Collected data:

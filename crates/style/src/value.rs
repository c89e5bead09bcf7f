//! Property values as they arrive from the external tree layer.

use serde::{Deserialize, Serialize};
use std::collections::BTreeMap;

/// A single style property value.
///
/// Fragments come from a dynamically-typed tree-construction layer, so a
/// property is a number, a piece of text, a flag, or a nested record
/// (`accessibilityState`-shaped objects). The untagged representation maps
/// JSON fragments onto this enum directly.
#[derive(Clone, Debug, PartialEq, Serialize, Deserialize)]
#[serde(untagged)]
pub enum StyleValue {
    /// Numeric value; bare numbers are CSS px in this engine.
    Number(f64),
    /// Textual value: keywords, colors, dimensions like `"50%"`, gradient strings.
    Text(String),
    /// Boolean flag.
    Truth(bool),
    /// Nested record, replaced wholesale on merge (never deep-merged).
    Record(BTreeMap<String, StyleValue>),
}

impl StyleValue {
    /// The value as an `f64` if it is numeric.
    #[inline]
    pub const fn as_number(&self) -> Option<f64> {
        match self {
            Self::Number(value) => Some(*value),
            _ => None,
        }
    }

    /// The value as text if it is textual.
    #[inline]
    pub fn as_text(&self) -> Option<&str> {
        match self {
            Self::Text(text) => Some(text.as_str()),
            _ => None,
        }
    }

    /// The value as a boolean if it is one.
    #[inline]
    pub const fn as_truth(&self) -> Option<bool> {
        match self {
            Self::Truth(flag) => Some(*flag),
            _ => None,
        }
    }

    /// The value as a nested record if it is one.
    #[inline]
    pub const fn as_record(&self) -> Option<&BTreeMap<String, Self>> {
        match self {
            Self::Record(entries) => Some(entries),
            _ => None,
        }
    }
}

impl From<f64> for StyleValue {
    fn from(value: f64) -> Self {
        Self::Number(value)
    }
}

impl From<f32> for StyleValue {
    fn from(value: f32) -> Self {
        Self::Number(f64::from(value))
    }
}

impl From<i32> for StyleValue {
    fn from(value: i32) -> Self {
        Self::Number(f64::from(value))
    }
}

impl From<&str> for StyleValue {
    fn from(value: &str) -> Self {
        Self::Text(value.to_owned())
    }
}

impl From<String> for StyleValue {
    fn from(value: String) -> Self {
        Self::Text(value)
    }
}

impl From<bool> for StyleValue {
    fn from(value: bool) -> Self {
        Self::Truth(value)
    }
}

#[cfg(test)]
mod tests {
    use super::*;

    #[test]
    /// # Panics
    /// Panics if untagged deserialization picks the wrong variant.
    fn deserializes_untagged_variants() {
        let number: StyleValue = serde_json::from_str("40").expect("number");
        assert_eq!(number, StyleValue::Number(40.0));

        let text: StyleValue = serde_json::from_str("\"#4c9afa\"").expect("text");
        assert_eq!(text, StyleValue::Text("#4c9afa".to_owned()));

        let truth: StyleValue = serde_json::from_str("true").expect("truth");
        assert_eq!(truth, StyleValue::Truth(true));

        let record: StyleValue = serde_json::from_str("{\"selected\": true}").expect("record");
        let entries = record.as_record().expect("record variant");
        assert_eq!(entries.get("selected"), Some(&StyleValue::Truth(true)));
    }
}
/// Measure a node's border-box size when laid out within `containing`.
///
/// Declared dimensions win; auto axes fall back to content: the sum of
/// child outer sizes along this node's main axis and the max across it,
/// plus this node's padding and border. Min/max clamps apply last.
fn measure(
    styled: &Styled<'_>,
    containing: ContainingBlock,
    images: &dyn ImageDimensionSource,
) -> Size {
    let (declared_width, declared_height) = resolve_declared_size(&styled.style, containing);
    if let (Some(width), Some(height)) = (declared_width, declared_height) {
        return Size { width, height };
    }

    let sides = compute_box_sides(&styled.style);
    let inset_width = sides.border.horizontal() + sides.padding.horizontal();
    let inset_height = sides.border.vertical() + sides.padding.vertical();

    let content = if styled.children.is_empty() {
        intrinsic_size(styled, images).unwrap_or_default()
    } else {
        let inner = ContainingBlock {
            width: (declared_width.unwrap_or(containing.width) - inset_width).max(0.0),
            height: (declared_height.unwrap_or(containing.height) - inset_height).max(0.0),
        };
        let horizontal_main = resolve_axes(styled.style.flex_direction).horizontal_main;
        let mut main_total = 0.0f32;
        let mut cross_max = 0.0f32;
        for child in styled.children.iter().filter(|child| in_flow(child)) {
            let child_size = measure(child, inner, images);
            let outer_width =
                child_size.width + child.style.margin.left + child.style.margin.right;
            let outer_height =
                child_size.height + child.style.margin.top + child.style.margin.bottom;
            let (outer_main, outer_cross) = if horizontal_main {
                (outer_width, outer_height)
            } else {
                (outer_height, outer_width)
            };
            main_total += outer_main;
            if outer_cross > cross_max {
                cross_max = outer_cross;
            }
        }
        if horizontal_main {
            Size {
                width: main_total,
                height: cross_max,
            }
        } else {
            Size {
                width: cross_max,
                height: main_total,
            }
        }
    };

    let width = declared_width.unwrap_or(content.width + inset_width);
    let height = declared_height.unwrap_or(content.height + inset_height);
    Size {
        width: clamp_axis(
            width,
            styled.style.min_width,
            styled.style.max_width,
            containing.width,
        ),
        height: clamp_axis(
            height,
            styled.style.min_height,
            styled.style.max_height,
            containing.height,
        ),
    }
}
//! trellis — a style-resolution and flexbox layout core for declarative UI
//! primitives.
//!
//! The engine turns an ordered list of style fragments per node and a
//! component tree into geometry, a paint description, and an accessibility
//! record per node. Tree construction, text measurement, image decoding,
//! and the platform renderer are external collaborators behind the seams in
//! this crate ([`Node`], [`ImageDimensionSource`], [`RenderTree`]).
//!
//! The whole pipeline is synchronous and pure: [`render`] walks an immutable
//! input tree and produces a fresh output tree. Re-running with identical
//! inputs yields an identical result, which is the engine's only retry and
//! re-layout mechanism — when an image decodes or a style changes, render
//! again and diff the trees. Concurrent renders of independent trees need
//! no locking; mutation of a shared input tree must be serialized by the
//! caller.

#![forbid(unsafe_code)]

pub mod images;
pub mod layout;
pub mod node;
pub mod output;

pub use images::{ImageDimensionSource, UnresolvedImages};
pub use layout::{Viewport, render};
pub use node::{Node, NodeKind};
pub use output::{
    NodeIssue, NodePath, OverflowAxis, OverflowReport, RenderNode, RenderTree,
};

// The building blocks, re-exported for callers that construct styles or
// inspect derived records directly.
pub use trellis_accessibility::{
    AccessibilityProps, AccessibilityRecord, AccessibilityState, AccessibilityValue, Role,
};
pub use trellis_box::{BoxGeometry, Rect, Size};
pub use trellis_paint::{
    BorderSpec, CornerRadii, Fill, ImageSource, LinearGradient, MalformedGradient, PaintIssue,
    PaintSpec,
};
pub use trellis_style::{
    ComputedStyle, ResolvedStyle, Rgba, StyleFragment, StyleIssue, StyleIssueKind, StyleValue,
};
//! Main/cross axis resolution from the flex direction.

use trellis_style::FlexDirection;

/// How the container's main axis maps onto screen axes.
#[derive(Clone, Copy, Debug, PartialEq, Eq)]
pub struct Axes {
    /// Main axis runs horizontally (row directions).
    pub horizontal_main: bool,
    /// Main axis runs from the far edge back toward the origin.
    pub main_reverse: bool,
}

/// Resolve screen axes for a flex direction.
///
/// The default direction in this engine is `column` (vertical main axis);
/// the reverse directions only flip main-axis accumulation, never the cross
/// axis.
#[inline]
pub const fn resolve_axes(direction: FlexDirection) -> Axes {
    match direction {
        FlexDirection::Row => Axes {
            horizontal_main: true,
            main_reverse: false,
        },
        FlexDirection::RowReverse => Axes {
            horizontal_main: true,
            main_reverse: true,
        },
        FlexDirection::Column => Axes {
            horizontal_main: false,
            main_reverse: false,
        },
        FlexDirection::ColumnReverse => Axes {
            horizontal_main: false,
            main_reverse: true,
        },
    }
}
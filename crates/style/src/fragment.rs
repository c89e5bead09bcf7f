//! Style fragments and the ordered merge that flattens them.

use crate::value::StyleValue;
use serde::{Deserialize, Serialize};
use std::collections::BTreeMap;

/// One partial set of style properties, keyed by camelCase property name.
///
/// A fragment never knows about other fragments; composition happens only in
/// [`resolve`]. Absent fragments in an ordered list are represented by `None`
/// slots and contribute nothing.
#[derive(Clone, Debug, Default, PartialEq, Serialize, Deserialize)]
#[serde(transparent)]
pub struct StyleFragment {
    entries: BTreeMap<String, StyleValue>,
}

impl StyleFragment {
    /// An empty fragment.
    #[inline]
    pub const fn new() -> Self {
        Self {
            entries: BTreeMap::new(),
        }
    }

    /// Set a property, replacing any previous value in this fragment.
    #[inline]
    pub fn set(&mut self, property: impl Into<String>, value: impl Into<StyleValue>) {
        self.entries.insert(property.into(), value.into());
    }

    /// Builder-style [`Self::set`].
    #[inline]
    #[must_use]
    pub fn with(mut self, property: impl Into<String>, value: impl Into<StyleValue>) -> Self {
        self.set(property, value);
        self
    }

    /// Look up a property in this fragment alone.
    #[inline]
    pub fn get(&self, property: &str) -> Option<&StyleValue> {
        self.entries.get(property)
    }

    /// Iterate entries in property-name order.
    #[inline]
    pub fn iter(&self) -> impl Iterator<Item = (&String, &StyleValue)> {
        self.entries.iter()
    }

    /// Whether the fragment carries no properties.
    #[inline]
    pub fn is_empty(&self) -> bool {
        self.entries.is_empty()
    }
}

impl FromIterator<(String, StyleValue)> for StyleFragment {
    fn from_iter<I: IntoIterator<Item = (String, StyleValue)>>(iter: I) -> Self {
        Self {
            entries: iter.into_iter().collect(),
        }
    }
}

/// The flattened result of merging an ordered fragment sequence.
///
/// Holds every key the fragments carried, including keys this engine does not
/// interpret; downstream layers read the keys they understand and ignore the
/// rest.
#[derive(Clone, Debug, Default, PartialEq, Serialize, Deserialize)]
#[serde(transparent)]
pub struct ResolvedStyle {
    entries: BTreeMap<String, StyleValue>,
}

impl ResolvedStyle {
    /// An empty resolved style.
    #[inline]
    pub const fn new() -> Self {
        Self {
            entries: BTreeMap::new(),
        }
    }

    /// Look up a resolved property.
    #[inline]
    pub fn get(&self, property: &str) -> Option<&StyleValue> {
        self.entries.get(property)
    }

    /// Overlay one fragment, later-wins per key. Nested records replace
    /// wholesale; there is no deep merge.
    pub fn apply(&mut self, fragment: &StyleFragment) {
        for (property, value) in fragment.iter() {
            self.entries.insert(property.clone(), value.clone());
        }
    }

    /// Number of resolved properties.
    #[inline]
    pub fn len(&self) -> usize {
        self.entries.len()
    }

    /// Whether no properties resolved.
    #[inline]
    pub fn is_empty(&self) -> bool {
        self.entries.is_empty()
    }

    /// Iterate resolved entries in property-name order.
    #[inline]
    pub fn iter(&self) -> impl Iterator<Item = (&String, &StyleValue)> {
        self.entries.iter()
    }
}

/// Merge an ordered fragment sequence into one resolved style.
///
/// A single deterministic left-to-right fold: for each present fragment,
/// every key overwrites any earlier value (shallow merge). `None` slots are
/// skipped without error. Pure function of its input, and associative:
/// `resolve([A, B, C])` equals resolving `[merge(A, B), C]`.
pub fn resolve(fragments: &[Option<StyleFragment>]) -> ResolvedStyle {
    let mut resolved = ResolvedStyle::new();
    for fragment in fragments.iter().flatten() {
        resolved.apply(fragment);
    }
    resolved
}
use trellis::{Node, NodeKind, StyleFragment, UnresolvedImages, Viewport, render};

/// Absolute children leave the flex flow and position against the parent's
/// padding box.
#[test]
fn absolute_child_positions_against_padding_box() {
    let _ = env_logger::builder().is_test(true).try_init();

    let root = Node::new(NodeKind::View)
        .fragment(StyleFragment::new().with("width", 200).with("height", 200))
        .child(
            Node::new(NodeKind::View).fragment(
                StyleFragment::new()
                    .with("position", "absolute")
                    .with("left", 20)
                    .with("top", 30)
                    .with("width", 50)
                    .with("height", 40),
            ),
        )
        .child(
            Node::new(NodeKind::View)
                .fragment(StyleFragment::new().with("width", 60).with("height", 60)),
        );

    let tree = render(
        &root,
        Viewport {
            width: 375.0,
            height: 667.0,
        },
        &UnresolvedImages,
    );

    let floating = tree.root.children.first().expect("absolute child");
    assert!((floating.geometry.rect.x - 20.0).abs() < 0.001);
    assert!((floating.geometry.rect.y - 30.0).abs() < 0.001);

    // The in-flow sibling lays out as if the absolute child were not there.
    let flowing = tree.root.children.get(1).expect("in-flow child");
    assert!((flowing.geometry.rect.y - 0.0).abs() < 0.001);
}

/// `right`/`bottom` offsets anchor to the far edges, and opposing offsets
/// with no declared size solve the size.
#[test]
fn far_edge_and_opposing_offsets() {
    let _ = env_logger::builder().is_test(true).try_init();

    let root = Node::new(NodeKind::View)
        .fragment(StyleFragment::new().with("width", 200).with("height", 200))
        .child(
            Node::new(NodeKind::View).fragment(
                StyleFragment::new()
                    .with("position", "absolute")
                    .with("right", 10)
                    .with("bottom", 5)
                    .with("width", 50)
                    .with("height", 40),
            ),
        )
        .child(
            Node::new(NodeKind::View).fragment(
                StyleFragment::new()
                    .with("position", "absolute")
                    .with("left", 15)
                    .with("right", 25)
                    .with("top", 0)
                    .with("height", 10),
            ),
        );

    let tree = render(
        &root,
        Viewport {
            width: 375.0,
            height: 667.0,
        },
        &UnresolvedImages,
    );

    let anchored = tree.root.children.first().expect("far-edge child");
    assert!((anchored.geometry.rect.x - 140.0).abs() < 0.001);
    assert!((anchored.geometry.rect.y - 155.0).abs() < 0.001);

    let stretched = tree.root.children.get(1).expect("opposing-offsets child");
    assert!((stretched.geometry.rect.x - 15.0).abs() < 0.001);
    assert!((stretched.geometry.rect.width - 160.0).abs() < 0.001, "200 - 15 - 25");
}

/// `display: none` removes a subtree from flow without disturbing sibling
/// order in the output tree.
#[test]
fn display_none_is_skipped_but_present() {
    let _ = env_logger::builder().is_test(true).try_init();

    let root = Node::new(NodeKind::View)
        .fragment(StyleFragment::new().with("width", 100).with("height", 100))
        .child(
            Node::new(NodeKind::View).fragment(
                StyleFragment::new()
                    .with("display", "none")
                    .with("width", 50)
                    .with("height", 50),
            ),
        )
        .child(
            Node::new(NodeKind::View)
                .fragment(StyleFragment::new().with("width", 30).with("height", 30)),
        );

    let tree = render(
        &root,
        Viewport {
            width: 375.0,
            height: 667.0,
        },
        &UnresolvedImages,
    );

    assert_eq!(tree.root.children.len(), 2, "hidden child keeps its slot");
    let hidden = tree.root.children.first().expect("hidden child");
    assert!((hidden.geometry.rect.width - 0.0).abs() < 0.001);

    // The visible sibling starts at the top: the hidden child occupies no
    // main-axis space.
    let visible = tree.root.children.get(1).expect("visible child");
    assert!((visible.geometry.rect.y - 0.0).abs() < 0.001);
}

### Exercise brief
Copy out each line of the data where the string "ContainingBlock" appears.

### Finished exercise
    containing: ContainingBlock,
        let inner = ContainingBlock {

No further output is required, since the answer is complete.